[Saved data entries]
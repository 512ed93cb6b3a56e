use docker_kit::progress::{drive, BuildMessage, MessageAggregator, ProgressRecord, PullPushMessage};
use docker_kit::DockerError;

// 고정 메시지를 돌려주는 테스트용 레코드
struct Line {
    id: &'static str,
    text: &'static str,
}

impl ProgressRecord for Line {
    fn message(&self) -> String {
        self.text.to_string()
    }

    fn id(&self) -> &str {
        self.id
    }
}

fn pull(json: &str) -> PullPushMessage {
    PullPushMessage::from_json(json).unwrap()
}

#[test]
fn test_record_without_id_passes_through() {
    let mut aggregator = MessageAggregator::new();

    let summary = pull(r#"{"status":"Digest: sha256:abc"}"#);
    assert_eq!(aggregator.append(&summary), summary.message());
    assert!(aggregator.is_empty());

    // 이후 id 레코드에 영향이 없어야 한다
    let out = aggregator.append(&Line { id: "a", text: "10%" });
    assert_eq!(out, "10%");
}

#[test]
fn test_first_seen_order_is_kept() {
    let mut aggregator = MessageAggregator::new();
    aggregator.append(&Line { id: "b", text: "b-1" });
    aggregator.append(&Line { id: "a", text: "a-1" });
    let out = aggregator.append(&Line { id: "b", text: "b-2" });

    assert_eq!(out, "b-2\na-1");
    assert_eq!(aggregator.ids(), ["b".to_string(), "a".to_string()]);
}

#[test]
fn test_last_write_wins() {
    let mut aggregator = MessageAggregator::new();
    aggregator.append(&Line { id: "a", text: "10%" });
    let out = aggregator.append(&Line { id: "a", text: "20%" });

    assert_eq!(out, "20%");
    assert_eq!(aggregator.line_count(), 1);
}

#[test]
fn test_same_record_twice_does_not_duplicate() {
    let mut aggregator = MessageAggregator::new();
    let record = Line { id: "a", text: "done" };

    let first = aggregator.append(&record);
    let second = aggregator.append(&record);

    assert_eq!(first, second);
    assert_eq!(aggregator.line_count(), 1);
}

#[test]
fn test_error_detail_wins_over_status() {
    let record = pull(r#"{"id":"a1","status":"Downloading","errorDetail":{"message":"denied"},"error":"flat"}"#);
    assert_eq!(record.message(), "denied");
}

#[test]
fn test_build_stream_wins_over_aux_id() {
    let record = BuildMessage::from_json(r#"{"stream":"Step 1/2 : FROM alpine\n","aux":{"ID":"sha256:123"}}"#).unwrap();
    assert_eq!(record.message(), "Step 1/2 : FROM alpine\n");

    let aux_only = BuildMessage::from_json(r#"{"aux":{"ID":"sha256:123"}}"#).unwrap();
    assert_eq!(aux_only.message(), "sha256:123");
}

#[test]
fn test_layer_progress_scenario() {
    let mut aggregator = MessageAggregator::new();

    let outputs: Vec<String> = [
        r#"{"id":"L1","status":"Downloading","progress":"1/10"}"#,
        r#"{"id":"L2","status":"Downloading","progress":"3/10"}"#,
        r#"{"id":"L1","status":"Downloading","progress":"5/10"}"#,
    ]
    .iter()
    .map(|line| aggregator.append(&pull(line)))
    .collect();

    assert_eq!(
        outputs,
        vec![
            "L1: Downloading 1/10",
            "L1: Downloading 1/10\nL2: Downloading 3/10",
            "L1: Downloading 5/10\nL2: Downloading 3/10",
        ]
    );
}

#[test]
fn test_malformed_json_is_an_error() {
    let result = PullPushMessage::from_json("{not json");
    assert!(matches!(result, Err(DockerError::DecodeError { .. })));
}

#[tokio::test]
async fn test_drive_reports_every_view() {
    let records = vec![
        Ok(pull(r#"{"id":"L1","status":"Waiting"}"#)),
        Ok(pull(r#"{"status":"Pulling from library/alpine"}"#)),
        Ok(pull(r#"{"id":"L1","status":"Pull complete"}"#)),
    ];

    let mut views = Vec::new();
    let last = drive(futures_util::stream::iter(records), |view| views.push(view.to_string()))
        .await
        .unwrap();

    assert_eq!(views.len(), 3);
    assert_eq!(views[1], "Pulling from library/alpine ");
    assert_eq!(last, "L1: Pull complete ");
}

#[tokio::test]
async fn test_drive_stops_at_first_error() {
    let records: Vec<Result<PullPushMessage, DockerError>> = vec![
        Ok(pull(r#"{"id":"L1","status":"Waiting"}"#)),
        Err(DockerError::StreamEnded { context: "test".to_string() }),
        Ok(pull(r#"{"id":"L2","status":"Waiting"}"#)),
    ];

    let mut calls = 0;
    let result = drive(futures_util::stream::iter(records), |_| calls += 1).await;

    assert!(matches!(result, Err(DockerError::StreamEnded { .. })));
    assert_eq!(calls, 1);
}

mod engine_events {
    use super::*;
    use bollard::models::{BuildInfo, CreateImageInfo, ErrorDetail, ImageId, PushImageInfo};

    fn create_info(id: &str, status: &str, progress: &str) -> CreateImageInfo {
        CreateImageInfo {
            id: Some(id.to_string()),
            status: Some(status.to_string()),
            progress: Some(progress.to_string()),
            ..Default::default()
        }
    }

    #[test]
    fn test_pull_events_group_by_layer() {
        let mut aggregator = MessageAggregator::new();
        let events = [
            create_info("L1", "Downloading", "1/10"),
            create_info("L2", "Downloading", "3/10"),
            create_info("L1", "Downloading", "5/10"),
        ];

        let last = events
            .iter()
            .map(|event| aggregator.append(&PullPushMessage::from(event)))
            .last();

        assert_eq!(last.as_deref(), Some("L1: Downloading 5/10\nL2: Downloading 3/10"));
    }

    #[test]
    fn test_pull_event_error_detail() {
        let event = CreateImageInfo {
            id: Some("L1".to_string()),
            status: Some("Downloading".to_string()),
            error: Some("flat".to_string()),
            error_detail: Some(ErrorDetail {
                code: Some(401),
                message: Some("unauthorized".to_string()),
            }),
            ..Default::default()
        };
        assert_eq!(PullPushMessage::from(&event).message(), "unauthorized");

        let flat_only = CreateImageInfo {
            error: Some("manifest unknown".to_string()),
            ..Default::default()
        };
        assert_eq!(PullPushMessage::from(&flat_only).message(), "manifest unknown");
    }

    #[test]
    fn test_push_events_stay_on_one_line() {
        // 엔진 push 이벤트에는 레이어 id 가 없다
        let mut aggregator = MessageAggregator::new();
        let first = PullPushMessage::from(&PushImageInfo {
            status: Some("Pushing".to_string()),
            progress: Some("[=>] 1MB/10MB".to_string()),
            ..Default::default()
        });
        let second = PullPushMessage::from(&PushImageInfo {
            status: Some("Pushing".to_string()),
            progress: Some("[=>] 1MB/5MB".to_string()),
            ..Default::default()
        });

        assert!(!first.has_id());
        assert_eq!(aggregator.append(&first), "Pushing [=>] 1MB/10MB");
        assert_eq!(aggregator.append(&second), "Pushing [=>] 1MB/5MB");
        assert!(aggregator.is_empty());
    }

    #[test]
    fn test_build_event_precedence() {
        let step = BuildInfo {
            stream: Some("Step 1/2 : FROM alpine\n".to_string()),
            aux: Some(ImageId {
                id: Some("sha256:123".to_string()),
            }),
            ..Default::default()
        };
        assert_eq!(BuildMessage::from(&step).message(), "Step 1/2 : FROM alpine\n");

        let aux_only = BuildInfo {
            aux: Some(ImageId {
                id: Some("sha256:123".to_string()),
            }),
            ..Default::default()
        };
        assert_eq!(BuildMessage::from(&aux_only).message(), "sha256:123");

        let failed = BuildInfo {
            stream: Some("Step 2/2 : RUN false\n".to_string()),
            error_detail: Some(ErrorDetail {
                code: Some(1),
                message: Some("returned a non-zero code: 1".to_string()),
            }),
            ..Default::default()
        };
        assert_eq!(BuildMessage::from(&failed).message(), "returned a non-zero code: 1");
    }

    #[test]
    fn test_build_event_layer_status() {
        let event = BuildInfo {
            id: Some("L1".to_string()),
            status: Some("Extracting".to_string()),
            progress: Some("2/4".to_string()),
            ..Default::default()
        };
        let record = BuildMessage::from(&event);

        assert!(record.has_id());
        assert_eq!(record.message(), "L1: Extracting 2/4");
    }
}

Directions:
Filter the data above by the word "unauthorized" and copy every line that matches.

Exercise answer:
                message: Some("unauthorized".to_string()),
        assert_eq!(PullPushMessage::from(&event).message(), "unauthorized");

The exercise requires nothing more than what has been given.